Kummer was fond of injecting references to other writers in his profiles, often by having a celebrity quote an author. He discusses Neuromancer with Pamela Anderson. He has Sean Penn quote Kierkegaard and Mike Tyson quote Nietzsche.

==Discovery==
Marie Claire sought out Kummer for an interview at the height of his success. He told the magazine that his secret was to demand no less than 45 minutes with his subject. According to Katie Roiphe, "What eventually betrayed [Kummer] was his inability to be banal, his desire to put ideas into people's mouths that they would never actually utter."

Holger Hoetzel, a journalist with Focus magazine, uncovered Kummer's fraud. Hoetzel was suspicious of Kummer's access to such famous celebrities, and along with many of his foreign correspondent colleagues, he was being hounded by his editors to match Kummer's efforts. One reporter claimed, "Our editors were ringing up and saying, Why can't you go fishing with Bruce Willis, riding with Robert Redford and playing golf with Kevin Costner?"

Kummer's profile of Courtney Love, in particular, struck Hoetzel as too outlandish to be true. "That did it for me. We all know Courtney Love is far out, but this was something else. This woman has been so controlling about all press and all interviews were conducted under extremely restrictive circumstances. And yet this guy seemed to have this incredible access." Hoetzel translated Kummer's profile of Love and sent it to her publicist, which began the cascade of denials from publicists who insisted their clients had never even met Kummer.

One of the chief editors of Süddeutsche Zeitung, Christian Kaemmerling, said the paper began to suspect Kummer's work was false in 1999. They also discovered that Kummer had been fired for writing a fabricated story in another paper in 1990. Kammerling and his colleague Ulf Poschardt were both fired for publishing Kummer's hoaxes.

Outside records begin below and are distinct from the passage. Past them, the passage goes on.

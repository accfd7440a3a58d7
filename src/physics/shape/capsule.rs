//! Capsule aligned with the Y axis: a segment core with the radius as margin.

use glam::{Mat3, Vec3};

use crate::error::Result;
use crate::physics::collider::PhysicsAabb;

use super::{check_dimension, ShapeType};

/// Capsule whose hemisphere centers sit at `+-height / 2` on the Y axis.
#[derive(Debug, Clone, PartialEq)]
pub struct CapsuleShape {
    radius: f32,
    half_height: f32,
}

impl CapsuleShape {
    /// `height` is the distance between the centers of the two hemispheres.
    pub fn new(radius: f32, height: f32) -> Result<Self> {
        check_dimension(ShapeType::Capsule, "radius", radius)?;
        check_dimension(ShapeType::Capsule, "height", height)?;
        Ok(Self {
            radius,
            half_height: height * 0.5,
        })
    }

    pub fn radius(&self) -> f32 {
        self.radius
    }

    pub fn height(&self) -> f32 {
        2.0 * self.half_height
    }

    pub fn margin(&self) -> f32 {
        self.radius
    }

    #[inline]
    pub fn local_support_point_without_margin(&self, direction: Vec3) -> Vec3 {
        if direction.y < 0.0 {
            Vec3::new(0.0, -self.half_height, 0.0)
        } else {
            Vec3::new(0.0, self.half_height, 0.0)
        }
    }

    /// Cylinder plus two hemispheres, weighted by their volume share.
    pub fn compute_local_inertia_tensor(&self, mass: f32) -> Mat3 {
        let height = 2.0 * self.half_height;
        let r = self.radius;
        let r_sq = r * r;
        let h_sq = height * height;
        let r_sq_double = 2.0 * r_sq;
        let factor1 = 2.0 * r / (4.0 * r + 3.0 * height);
        let factor2 = 3.0 * height / (4.0 * r + 3.0 * height);
        let sum1 = 0.4 * r_sq_double;
        let sum2 = 0.75 * height * r + 0.5 * h_sq;
        let sum3 = 0.25 * r_sq + h_sq / 12.0;
        let diag_xz = factor1 * mass * (sum1 + sum2) + factor2 * mass * sum3;
        let diag_y = factor1 * mass * sum1 + factor2 * mass * 0.25 * r_sq_double;
        Mat3::from_diagonal(Vec3::new(diag_xz, diag_y, diag_xz))
    }

    pub fn local_bounds(&self) -> PhysicsAabb {
        let max = Vec3::new(self.radius, self.half_height + self.radius, self.radius);
        PhysicsAabb { min: -max, max }
    }

    pub fn is_equal_to(&self, other: &CapsuleShape) -> bool {
        self.radius == other.radius && self.half_height == other.half_height
    }
}

#[cfg(test)]
mod tests {
    use super::*;

    #[test]
    fn test_capsule_support_on_hemisphere() {
        let c = crate::physics::shape::ConvexShape::capsule(0.5, 2.0).unwrap();
        let p = c.local_support_point_with_margin(Vec3::new(1.0, 1.0, 0.0));
        let expected = Vec3::new(0.0, 1.0, 0.0) + Vec3::new(1.0, 1.0, 0.0).normalize() * 0.5;
        assert!((p - expected).length() < 1e-6);
    }

    #[test]
    fn test_capsule_inertia_between_sphere_and_cylinder_limits() {
        let c = CapsuleShape::new(1.0, 2.0).unwrap();
        let tensor = c.compute_local_inertia_tensor(1.0);
        // Taller than wide: spinning about the long axis is easiest.
        assert!(tensor.y_axis.y < tensor.x_axis.x);
        assert_eq!(tensor.x_axis.x, tensor.z_axis.z);
    }
}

Claus Lutterbeck, one of the foreign correspondents who was also being pressured to match Kummer's success, explained how such an elaborate and sustained fraud could happen among the foreign press in Hollywood. "The problem is that no one, not even our bosses, knows how Hollywood really works. They don't know how hard it is to get any access at all. They think we spend our time at cocktail parties with movie stars. So someone like Kummer can come along and they have no control over him."

==Aftermath==
Kummer has maintained a largely unapologetic stance about his work. He has referred to his work as "montage reporting" from "the school of borderline reporting", where his goal was simply to entertain the reader, knowing full well that celebrities would never provide such interesting material. He told the Berner Zeitung, "Interviews are an art form. Only people in Switzerland still believe that they have to be true word for word." SZ-Magazin, the Friday section of Süddeutsche Zeitung where his profiles appeared would frequently feature satirical articles and graphics. Even some of his publishers came to his defense. The Frankfurter Allgemeine Zeitung went on record as dismissing the celebrity profile genre as "tedious", concluding: "No exclusive interviews blossom behind the hedges of Malibu, and the people who live there are paying a lot of money to make sure things stay that way." In the preface for a 1997 compilation of Kummer's interviews, Ulf Poschardt actually outlines Kummer's gonzo journalism as a "stylistic honing during the transcription of the tapes", where Kummer "decided to add his authorship into the framework of classical journalism, to inject it with fun and intelligence, taking no prisoners."

Kummer is the subject of a 2011 documentary called Bad Boy Kummer by Miklós Gimes.